Now, downtown is the place to find them, with McGuirk paying homage to Kops’ roots, calling King Street “the new Queen.”
“It’s an interesting strip and a great place to hang out.”
The growth of the vinyl record industry has been rapid over the past decade or so, he said, partly for nostalgic reasons, but the customer demographics go far beyond those old enough to remember vinyl’s peak.
In fact, it seems the business has come full circle from the heady Elvis days of the 1950s and early 60s when teenagers dictated the trends in record sales.
“It’s not just old guys that look like me,” McGuirk said of his customer base. “Now it’s young people, especially young girls, who are coming in and buying records.”

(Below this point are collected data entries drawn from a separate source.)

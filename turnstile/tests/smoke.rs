#![cfg(feature = "tokio")]

use std::{
    sync::{
        Arc,
        atomic::{AtomicUsize, Ordering},
    },
    time::Duration,
};

use futures::StreamExt;
use turnstile::{
    Behavior, CheckpointError, CommandError, Effect, Output, RuntimeConfig, Snapshot, Token,
    Turnstile, Value,
    storage::{InMemoryStorage, Storage, StorageError},
    transport::ChannelTransport,
};
use turnstile_test_harness::behaviors::{self, ACCOUNT, PING, PONG, RECORDER, TRANSFER};

fn init_logging() {
    let _ = tracing_subscriber::fmt()
        .with_env_filter(tracing_subscriber::EnvFilter::from_default_env())
        .try_init();
}

fn remote(id: &str) -> Token {
    Token::new("remote", id).unwrap()
}

#[tokio::test]
async fn smoke() {
    init_logging();
    let (transport, mut outputs) = ChannelTransport::new();
    let turnstile = Turnstile::build_tokio()
        .with_registry(behaviors::registry())
        .with_transport(transport)
        .load()
        .await
        .unwrap();

    let account = turnstile
        .create_actor(
            Behavior::new(ACCOUNT),
            [("balance", 42)].into_iter().collect::<Value>(),
        )
        .await
        .unwrap();
    let ok = remote("ok");
    turnstile
        .send(account.clone(), behaviors::adjust(-13, &ok, &ok))
        .await
        .unwrap();

    let output = outputs.next().await.unwrap();
    assert_eq!(
        output,
        Output {
            address: ok,
            message: Value::from(29)
        }
    );
    assert_eq!(
        behaviors::balance(&turnstile.actor(&account).unwrap().state),
        29
    );
    turnstile.stop().await;
}

#[tokio::test]
async fn transfer_survives_restart() {
    init_logging();
    let storage = InMemoryStorage::new();
    let (transport, mut outputs) = ChannelTransport::new();
    let turnstile = Turnstile::build_tokio()
        .with_registry(behaviors::registry())
        .with_storage(storage.clone())
        .with_transport(transport)
        .load()
        .await
        .unwrap();

    let src = turnstile
        .create_actor(
            Behavior::new(ACCOUNT),
            [("balance", 42)].into_iter().collect::<Value>(),
        )
        .await
        .unwrap();
    let dst = turnstile
        .create_actor(
            Behavior::new(ACCOUNT),
            [("balance", 0)].into_iter().collect::<Value>(),
        )
        .await
        .unwrap();
    let transfer = turnstile
        .create_actor(Behavior::new(TRANSFER), Value::Null)
        .await
        .unwrap();
    let ok = remote("ok");
    turnstile
        .send(
            transfer,
            behaviors::transfer_request(&src, &dst, 13, &ok, &ok),
        )
        .await
        .unwrap();
    // The reply only goes out once every step of the transfer has committed
    assert_eq!(outputs.next().await.unwrap().message, Value::from(13));
    turnstile.stop().await;

    let reloaded = Turnstile::build_tokio()
        .with_registry(behaviors::registry())
        .with_storage(storage)
        .load()
        .await
        .unwrap();
    assert_eq!(
        behaviors::balance(&reloaded.actor(&src).unwrap().state),
        29
    );
    assert_eq!(
        behaviors::balance(&reloaded.actor(&dst).unwrap().state),
        13
    );
    reloaded.stop().await;
}

#[tokio::test]
async fn snapshot_then_restart_restores_cycles() {
    init_logging();
    let storage = InMemoryStorage::new();
    let turnstile = Turnstile::build_tokio()
        .with_registry(behaviors::registry())
        .with_storage(storage.clone())
        .load()
        .await
        .unwrap();

    let ping = Token::new("checkpoint", "ping").unwrap();
    let pong = Token::new("checkpoint", "pong").unwrap();
    let done = turnstile
        .create_actor(Behavior::new(RECORDER), Value::Null)
        .await
        .unwrap();
    turnstile
        .create_actor_with_token(
            ping.clone(),
            Behavior::new(PING),
            [("peer", Value::from(&pong)), ("pings", Value::from(0))]
                .into_iter()
                .collect::<Value>(),
        )
        .await
        .unwrap();
    turnstile
        .create_actor_with_token(
            pong.clone(),
            Behavior::new(PONG),
            [
                ("peer", Value::from(&ping)),
                ("done", Value::from(&done)),
                ("pongs", Value::from(0)),
            ]
            .into_iter()
            .collect::<Value>(),
        )
        .await
        .unwrap();

    let snapshot = turnstile.snapshot().await.unwrap();
    assert_eq!(snapshot.len(), 3);
    assert!(storage.has_snapshot());
    assert_eq!(storage.log_len(), 0);
    turnstile.stop().await;

    let reloaded = Turnstile::build_tokio()
        .with_registry(behaviors::registry())
        .with_storage(storage)
        .load()
        .await
        .unwrap();
    assert_eq!(
        reloaded.actor(&ping).unwrap().state.ref_field("peer").unwrap(),
        &pong
    );
    assert_eq!(
        reloaded.actor(&pong).unwrap().state.ref_field("peer").unwrap(),
        &ping
    );
    reloaded.stop().await;
}

#[tokio::test]
async fn unknown_behavior_is_rejected() {
    init_logging();
    let turnstile = Turnstile::build_tokio().load().await.unwrap();

    let result = turnstile
        .create_actor(Behavior::new("nope"), Value::Null)
        .await;

    assert!(matches!(result, Err(CommandError::Rejected(_))));
    turnstile.stop().await;
}

#[tokio::test]
async fn commands_after_stop_fail() {
    init_logging();
    let turnstile = Turnstile::build_tokio()
        .with_registry(behaviors::registry())
        .load()
        .await
        .unwrap();
    turnstile.stop().await;

    let result = turnstile
        .create_actor(Behavior::new(RECORDER), Value::Null)
        .await;
    assert!(matches!(result, Err(CommandError::Stopped(_))));
}

/// Refuses the next `failures` log writes.
#[derive(Clone)]
struct FlakyStorage {
    inner: InMemoryStorage,
    failures: Arc<AtomicUsize>,
}

impl Storage for FlakyStorage {
    fn append_effect(&self, effect: Effect) -> impl Future<Output = Result<(), StorageError>> + Send {
        let refuse = self
            .failures
            .fetch_update(Ordering::SeqCst, Ordering::SeqCst, |n| n.checked_sub(1))
            .is_ok();
        let inner = self.inner.clone();
        async move {
            if refuse {
                return Err(StorageError::Io(std::io::Error::other("disk full")));
            }
            inner.append_effect(effect).await
        }
    }

    fn write_snapshot(
        &self,
        snapshot: Snapshot,
    ) -> impl Future<Output = Result<(), StorageError>> + Send {
        self.inner.write_snapshot(snapshot)
    }

    fn load_snapshot(&self) -> impl Future<Output = Result<Option<Snapshot>, StorageError>> + Send {
        self.inner.load_snapshot()
    }

    fn load_log(&self) -> impl Future<Output = Result<Vec<Effect>, StorageError>> + Send {
        self.inner.load_log()
    }
}

#[tokio::test]
async fn halted_runtime_resumes() {
    init_logging();
    let storage = FlakyStorage {
        inner: InMemoryStorage::new(),
        failures: Arc::new(AtomicUsize::new(1)),
    };
    let turnstile = Turnstile::build_tokio()
        .with_registry(behaviors::registry())
        .with_storage(storage.clone())
        .load()
        .await
        .unwrap();

    let create = tokio::spawn(
        turnstile.create_actor(Behavior::new(RECORDER), Value::Null),
    );

    // Wait for the refused write to be reported
    let failures = loop {
        let failures = turnstile.take_durability_failures();
        if !failures.is_empty() {
            break failures;
        }
        tokio::time::sleep(Duration::from_millis(5)).await;
    };
    assert!(matches!(failures[0], CheckpointError::DurabilityWrite(_)));
    assert!(!create.is_finished());

    turnstile.resume();
    let token = create.await.unwrap().unwrap();
    assert!(turnstile.actor(&token).is_some());
    assert_eq!(storage.inner.log_len(), 1);
    turnstile.stop().await;
}

#[tokio::test]
async fn restart_with_missing_behavior_fails_to_load() {
    init_logging();
    let storage = InMemoryStorage::new();
    let turnstile = Turnstile::build_tokio()
        .with_registry(behaviors::registry())
        .with_storage(storage.clone())
        .with_config(RuntimeConfig::default().with_snapshot_every(1))
        .load()
        .await
        .unwrap();
    turnstile
        .create_actor(Behavior::new(RECORDER), Value::Null)
        .await
        .unwrap();
    turnstile.stop().await;

    let result = Turnstile::build_tokio().with_storage(storage).load().await;
    assert!(matches!(
        result.map(|_| ()),
        Err(turnstile::LoadError(CheckpointError::UnknownBehavior(_)))
    ));
}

Forty years ago there were half a dozen stores in Oshawa selling vinyl records and there is at least that many today, including newcomer Another Spin Records just around the corner on Bond Street.
One of the things about Kops in Oshawa that sets it apart from its competitors is its history of buying record from the public, something McGuirk calls a “big part” of the business.
One other element that the store was known for on Simcoe South, or ‘SoJo,’ as McGuirk liked to call it, that is not coming to the new location is the event space upstairs where big name bands as well as up-and-comers got a chance to play.
“That was an important community jamming place pre and post-COVID that was important for Kops,” he said. “That’s not going to happen here – it’s not going to be an incubator for local talent anymore.”
Bands will still be able to set up at the store, however, and the first band – Chastity, a group from Whitby – is coming to play in the new store’s window-front area on Saturday. “We’ll see how that works out,” McGuirk said.
In the meantime Kops, which has the largest inventory of ‘kollectible’ and new vinyl releases in the region – “If we don’t have it we can find it,” he promised – will continue to sell records while playing a major role in the revolution happening in Durham’s Music City.